Nevertheless, Jones and Chyanne Chen each won two votes from their competitors; the one remaining frontrunner, Michael Lai, got none. Not only that, Lai, who moved into District 11 in February, shortly before filing to run in April, could not really make up his mind and, after proposing Chen and Jones, he even suggested a write-in candidate.
“We have three qualified candidates in this race that are from the neighborhood … that understand the community needs of the neighborhood,” said candidate Adlah Chisti, referring to Chen, Jones and herself. “It’s very important that we elect people who are from District 11 to office.”
“I think that Adlah is potentially on to something,” said Jones. “It takes a special person that has had the lived experience to be able to lead.” Both Chisti and Jones ranked Chen second.
“I sense there might be a little bit of some subtweeting me here in some of these answers,” said Lai, prompting the audience to burst into laughter. Both Chen and the fifth candidate, Roger Marenco, ranked Jones second.
Some 80 people packed the Italian American Social Club on Russia Avenue for the debate moderated by Mission Local reporter Xueer Lu. This was the second of six planned district debates and two mayoral debates that will be hosted or co-hosted by Mission Local before the November elections.

Another notable moment came toward the end of the debate via an audience-supplied question: “You all seem to have very similar ideas; what is the one idea that distinguishes you from the other candidates?”
The question was timely. For most of the debate, except for Marenco’s focus on locking up criminals, the five candidates in one of the city’s most contested races didn’t go out of their way to differentiate themselves.

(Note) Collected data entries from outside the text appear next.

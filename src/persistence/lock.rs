//! Per-path locks
//!
//! A save and a load of the same file must never interleave; different files
//! do not block each other.

use std::collections::HashMap;
use std::path::{Path, PathBuf};
use std::sync::{Arc, Mutex, MutexGuard};

#[derive(Debug, Default)]
pub struct PathLocks {
    locks: Mutex<HashMap<PathBuf, Arc<Mutex<()>>>>,
}

impl PathLocks {
    pub fn new() -> Self {
        Self::default()
    }

    /// Lock handle for `path`, created on first use
    pub fn lock_for(&self, path: &Path) -> Arc<Mutex<()>> {
        let key = std::path::absolute(path).unwrap_or_else(|_| path.to_path_buf());
        // The guarded data is (), so a poisoned table is still usable
        let mut locks = self.locks.lock().unwrap_or_else(|e| e.into_inner());
        locks.entry(key).or_default().clone()
    }

    /// Number of distinct paths seen so far
    pub fn len(&self) -> usize {
        self.locks.lock().unwrap_or_else(|e| e.into_inner()).len()
    }

    pub fn is_empty(&self) -> bool {
        self.len() == 0
    }
}

/// Hold `lock` for the duration of `f`
pub fn with_lock<T>(lock: &Mutex<()>, f: impl FnOnce() -> T) -> T {
    let _guard: MutexGuard<'_, ()> = lock.lock().unwrap_or_else(|e| e.into_inner());
    f()
}

#[cfg(test)]
mod tests {
    use super::*;
    use std::sync::atomic::{AtomicUsize, Ordering};
    use std::thread;
    use std::time::Duration;

    #[test]
    fn test_same_path_shares_lock() {
        let locks = PathLocks::new();
        let a = locks.lock_for(Path::new("session.json"));
        let b = locks.lock_for(Path::new("session.json"));
        let c = locks.lock_for(Path::new("other.json"));
        assert!(Arc::ptr_eq(&a, &b));
        assert!(!Arc::ptr_eq(&a, &c));
        assert_eq!(locks.len(), 2);
    }

    #[test]
    fn test_lock_serializes_critical_sections() {
        let locks = Arc::new(PathLocks::new());
        let inside = Arc::new(AtomicUsize::new(0));
        let overlaps = Arc::new(AtomicUsize::new(0));

        let handles: Vec<_> = (0..4)
            .map(|_| {
                let locks = Arc::clone(&locks);
                let inside = Arc::clone(&inside);
                let overlaps = Arc::clone(&overlaps);
                thread::spawn(move || {
                    let lock = locks.lock_for(Path::new("shared.json"));
                    with_lock(&lock, || {
                        if inside.fetch_add(1, Ordering::SeqCst) > 0 {
                            overlaps.fetch_add(1, Ordering::SeqCst);
                        }
                        thread::sleep(Duration::from_millis(5));
                        inside.fetch_sub(1, Ordering::SeqCst);
                    });
                })
            })
            .collect();

        for handle in handles {
            handle.join().unwrap();
        }
        assert_eq!(overlaps.load(Ordering::SeqCst), 0);
    }
}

They all referenced the district’s shared identity, including working families, public schools, immigrants and that they would “listen to the community.”

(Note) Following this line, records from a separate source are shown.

#[cfg(test)]
mod tests {
    use super::*;

    #[test]
    fn test_parse_commands() {
        assert_eq!(Command::parse("select Blue"), Ok(Command::Select("Blue".into())));
        assert_eq!(Command::parse("sus +10"), Ok(Command::Sus(10)));
        assert_eq!(Command::parse("SUS -1"), Ok(Command::Sus(-1)));
        assert_eq!(Command::parse("delete #4"), Ok(Command::Delete(4)));
        assert_eq!(Command::parse("recent"), Ok(Command::Recent(5)));
        assert_eq!(
            Command::parse("add Red | Cafeteria | Blue, Blue"),
            Ok(Command::Add {
                victim: "Red".into(),
                location: "Cafeteria".into(),
                nearby: "Blue, Blue".into(),
                notes: String::new(),
            })
        );
        assert_eq!(
            Command::parse("bg #1c1c1e"),
            Ok(Command::Background(Rgb::new(0x1c, 0x1c, 0x1e)))
        );
    }

    #[test]
    fn test_parse_errors() {
        assert_eq!(
            Command::parse("dance"),
            Err(CommandError::Unknown("dance".into()))
        );
        assert_eq!(Command::parse("sus lots"), Err(CommandError::Usage("sus <+n|-n>")));
        assert_eq!(Command::parse("save"), Err(CommandError::Usage("save <path>")));
        assert!(Command::parse("bg white").is_err());
        assert!(Command::parse("font Arial | 12").is_err());
        assert!(Command::parse("font Arial | 12 | 300 | #000000").is_err());
    }

    #[test]
    fn test_font_command() {
        assert_eq!(
            Command::parse("font Comic Sans MS | 50 | 128 | #ff0000"),
            Ok(Command::Font {
                family: "Comic Sans MS".into(),
                size: 50,
                alpha: 128,
                color: Rgb::new(255, 0, 0),
            })
        );

        let mut console = Console::new(NotebookApp::default());
        console.handle_line("font Impact | 50 | 128 | #ff0000");
        let look = console.app().appearance();
        assert_eq!(look.font_family, "Impact");
        assert_eq!(look.base_font_size, 40);
        assert_eq!(look.font_alpha, 128);
    }

    #[test]
    fn test_delete_needs_confirmation() {
        let mut console = Console::new(NotebookApp::default());
        console.handle_line("add Red | Admin | Pink |");
        assert_eq!(console.handle_line("delete 1").text, "Delete entry #1? (y/n)");
        assert_eq!(console.handle_line("n").text, "Cancelled.");
        assert_eq!(console.app().model().bodies().len(), 1);

        console.handle_line("delete 1");
        assert_eq!(console.handle_line("y").text, "Deleted entry #1.");
        assert!(console.app().model().bodies().is_empty());
        assert_eq!(console.app().model().score("Pink"), Some(1));
    }

    #[test]
    fn test_sus_flow() {
        let mut console = Console::new(NotebookApp::default());
        assert_eq!(console.handle_line("sus +1").text, "No player selected.");
        assert_eq!(
            console.handle_line("select Lime").text,
            "Selected: Lime (buttons #000000 on #a8e72e)"
        );
        assert_eq!(console.handle_line("sus +10").text, "Lime SUS: 10");
        assert_eq!(console.handle_line("sus -100").text, "Lime SUS: 0");
    }

    #[test]
    fn test_add_validation_reported() {
        let mut console = Console::new(NotebookApp::default());
        let reply = console.handle_line("add Red |  | Blue");
        assert_eq!(
            reply.text,
            "Error: Please specify at least victim and location"
        );
        assert!(!reply.quit);
    }

    #[test]
    fn test_recent_huge_n() {
        let mut console = Console::new(NotebookApp::default());
        console.handle_line("add Red | Admin | Pink |");
        let reply = console.handle_line(&format!("recent {}", usize::MAX));
        assert!(reply.text.starts_with("Recent Bodies\n#1 Red"));
        assert!(reply.text.ends_with("Location: Admin  |  Nearby: Pink"));
        assert!(!reply.quit);
    }

    #[test]
    fn test_board_reports_top_suspect_and_rank() {
        let mut console = Console::new(NotebookApp::default());
        assert!(console.handle_line("board").text.ends_with("No suspects yet."));

        console.handle_line("add Red | Admin | Pink, Pink, Cyan |");
        console.handle_line("select Cyan");
        let text = console.handle_line("board").text;
        assert!(text.contains("Top suspect: Pink (2)"));
        assert!(text.ends_with("Selected player is #2"));
    }

    #[test]
    fn test_clear_notes() {
        let dir = tempfile::tempdir().unwrap();
        let path = dir.path().join("notebook.txt");
        let mut console = Console::new(NotebookApp::default().with_notebook_path(&path));
        console.handle_line("note Blue faked scan");
        assert_eq!(console.handle_line("clear-notes").text, "Notebook cleared.");
        assert_eq!(console.handle_line("notes").text, "(notebook is empty)");
        console.handle_line("close-notes");
        assert_eq!(std::fs::read_to_string(&path).unwrap(), "");
    }

    #[test]
    fn test_quit() {
        let mut console = Console::new(NotebookApp::default());
        assert!(console.handle_line("quit").quit);
    }
}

They also agreed on making park facilities more accessible, the importance of fighting for more resources for the often “forgotten” District 11, and improving childcare in the district that has the highest number of children in the city.
Jones’ answer was straightforward: His history distinguishes him. It is “the amount of work that I have done for this specific community … and the things that I have done and proven already,” said Jones, former legislative aide for incumbent Ahsha Safaí. “You can go to Merced Heights Playground and see the changes. You can see the speed bumps that have been implemented. You can talk to people that I’ve delivered food bags to, that I’ve worked with.”
Chen, who has lived 24 years in the district since emigrating from China at age 15, also touted her history in the district and knowledge of its ways. When Lu asked how Chen felt about the difference between being a labor organizer and district supervisor, she said “I don’t think that’s much different.” The two main jobs as a supervisor, she said, are to serve the constituents and write legislation, exactly what she did as an organizer.
Chisti reiterated her commitment to transparency, and said she’d be the supervisor who’d stay as a supervisor for the district, instead of using the role as a stepping stone into another office.
Presently an in-home support services provider for her parents, Chisti earlier worked as Jones’ campaign consultant. When Lu asked what compelled her to leave that job and run against Jones, Chisti said she had an “epiphany” one day, realizing that District 11, the community she grew up in, was an open seat and she had the capacity to represent it.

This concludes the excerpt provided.